Hoje, já é de conhecimento geral que Setembro é o mês destinado a falar sobre o suicídio. Com eventos que ocorrem em todos os cantos do país, o Setembro Amarelo tem a finalidade de desmistificar, descortinar e conscientizar a sociedade acerca de um assunto que tem sido silenciado por centenas de anos, devido aos tabus e crenças incorporados a ele ao longo da história.
Mais do que a própria sociedade geral, os profissionais da saúde também precisam refletir e discutir sobre o assunto, a fim de fornecer um atendimento mais humano e saudável a um paciente que tentou ou pensa no suicídio. Você já se questionou a respeito disso?
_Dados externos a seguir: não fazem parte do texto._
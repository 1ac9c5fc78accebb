use serde::{Deserialize, Serialize};

use crate::ids::JobId;

#[derive(Clone, Copy, Debug, PartialEq, Eq, Serialize, Deserialize)]
#[serde(rename_all = "lowercase")]
pub enum ItemKind {
    File,
    Text,
}

/// One queued step of a job. `content` is a file path for `File` items and
/// the prompt text for `Text` items.
#[derive(Clone, Debug, PartialEq, Eq, Serialize, Deserialize)]
pub struct JobItem {
    pub kind: ItemKind,
    pub content: String,
    #[serde(default = "default_send", alias = "sendFlag")]
    pub send: bool,
}

fn default_send() -> bool {
    true
}

impl JobItem {
    pub fn file(path: impl Into<String>) -> Self {
        Self {
            kind: ItemKind::File,
            content: path.into(),
            send: true,
        }
    }

    pub fn text(prompt: impl Into<String>) -> Self {
        Self {
            kind: ItemKind::Text,
            content: prompt.into(),
            send: true,
        }
    }

    pub fn skipped(mut self) -> Self {
        self.send = false;
        self
    }
}

#[derive(Clone, Debug, PartialEq, Eq, Serialize, Deserialize)]
pub struct Job {
    /// Absent until the job store assigns one.
    #[serde(default)]
    pub id: Option<JobId>,
    #[serde(default)]
    pub title: String,
    /// Working directory of the job, relative to the jobs root.
    pub dir: String,
    #[serde(default)]
    pub items: Vec<JobItem>,
}

impl Job {
    pub fn new(dir: impl Into<String>, items: Vec<JobItem>) -> Self {
        let dir = dir.into();
        Self {
            id: None,
            title: dir.clone(),
            dir,
            items,
        }
    }

    /// Index of the last text item that will actually be sent.
    pub fn last_sendable_text(&self) -> Option<usize> {
        last_sendable_text(&self.items)
    }
}

pub fn last_sendable_text(items: &[JobItem]) -> Option<usize> {
    items
        .iter()
        .rposition(|item| item.send && item.kind == ItemKind::Text)
}
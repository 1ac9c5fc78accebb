use std::collections::VecDeque;
use std::sync::Arc;

use dashmap::DashMap;
use parking_lot::Mutex;
use tokio::sync::broadcast;

use tome_core::events::RunEvent;
use tome_core::ids::CorrelationToken;

const RUN_CHANNEL_CAPACITY: usize = 256;

/// Events of one run: everything published so far plus a live channel.
struct RunChannel {
    backlog: Vec<RunEvent>,
    tx: broadcast::Sender<RunEvent>,
    done: bool,
}

impl RunChannel {
    fn new() -> Self {
        let (tx, _) = broadcast::channel(RUN_CHANNEL_CAPACITY);
        Self {
            backlog: Vec::new(),
            tx,
            done: false,
        }
    }
}

/// A subscription to one run. `backlog` holds the events published before
/// the subscription; `live` continues right after them.
pub struct RunSubscription {
    pub backlog: Vec<RunEvent>,
    pub live: Option<broadcast::Receiver<RunEvent>>,
}

/// Demultiplexes the engine's event broadcast by correlation token.
///
/// Late subscribers replay the run from its first event. Finished runs are
/// kept until `retained` newer runs have finished.
pub struct EventHub {
    runs: DashMap<CorrelationToken, RunChannel>,
    finished: Mutex<VecDeque<CorrelationToken>>,
    retained: usize,
}

impl EventHub {
    pub fn new(retained: usize) -> Self {
        Self {
            runs: DashMap::new(),
            finished: Mutex::new(VecDeque::new()),
            retained,
        }
    }

    /// Make `token` known so subscribers can attach before its first event.
    pub fn open(&self, token: &CorrelationToken) {
        self.runs.entry(token.clone()).or_insert_with(RunChannel::new);
    }

    pub fn contains(&self, token: &CorrelationToken) -> bool {
        self.runs.contains_key(token)
    }

    pub fn publish(&self, event: RunEvent) {
        let token = event.token().clone();
        let done = event.is_done();
        {
            let mut run = self.runs.entry(token.clone()).or_insert_with(RunChannel::new);
            // No live subscribers is the common case
            let _ = run.tx.send(event.clone());
            run.backlog.push(event);
            run.done |= done;
        }
        if done {
            self.retire(token);
        }
    }

    /// Snapshot and subscribe atomically, so no event is missed or repeated.
    /// `None` for unknown tokens.
    pub fn subscribe(&self, token: &CorrelationToken) -> Option<RunSubscription> {
        let run = self.runs.get(token)?;
        Some(RunSubscription {
            backlog: run.backlog.clone(),
            live: (!run.done).then(|| run.tx.subscribe()),
        })
    }

    fn retire(&self, token: CorrelationToken) {
        let mut finished = self.finished.lock();
        finished.push_back(token);
        while finished.len() > self.retained {
            if let Some(old) = finished.pop_front() {
                self.runs.remove(&old);
            }
        }
    }
}

/// Forward every engine event into the hub until the channel closes.
pub fn create_bridge(hub: Arc<EventHub>, mut rx: broadcast::Receiver<RunEvent>) -> tokio::task::JoinHandle<()> {
    tokio::spawn(async move {
        loop {
            match rx.recv().await {
                Ok(event) => hub.publish(event),
                Err(broadcast::error::RecvError::Lagged(n)) => {
                    tracing::warn!(skipped = n, "event bridge lagged, dropped events");
                }
                Err(broadcast::error::RecvError::Closed) => {
                    tracing::info!("event bridge channel closed");
                    break;
                }
            }
        }
    })
}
O suicídio sempre esteve presente na história da humanidade. Na atualidade, entretanto, ele vem ganhando proporções alarmantes, com taxas que chegam a um milhão de mortes/ano no mundo, representando, segundo a Organização Mundial de Saúde – OMS, uma média de um suicídio a cada 40 segundos, e se constituindo em uma das maiores causas de mortalidade no mundo, especialmente entre os jovens (MCGIRR et al., 2007).
Setembro Amarelo
A IASP (International Association for Suicide Prevention) juntamente com a OMS (Organização Mundial da Saúde), no ano de 2003, instituíram o dia 10 de setembro como o Dia Mundial de Prevenção do Suicídio. O Brasil não se contentou em ter apenas um dia para conscientizar a população acerca do fenômeno do suicídio e dedica um mês inteiro ao assunto. Para isso, o CVV (Centro de Valorização da Vida), o CREMEB (Conselho Federal de Medicina) e a ABP (Associação Brasileira de Psiquiatria) criaram, em 2014, a Campanha do Setembro Amarelo. A mesma vem se expandindo a cada ano e obtendo o apoio de outras instituições, a exemplo da ABEPS – Associação Brasileira de Estudo e Prevenção do Suicídio e da sociedade como um todo.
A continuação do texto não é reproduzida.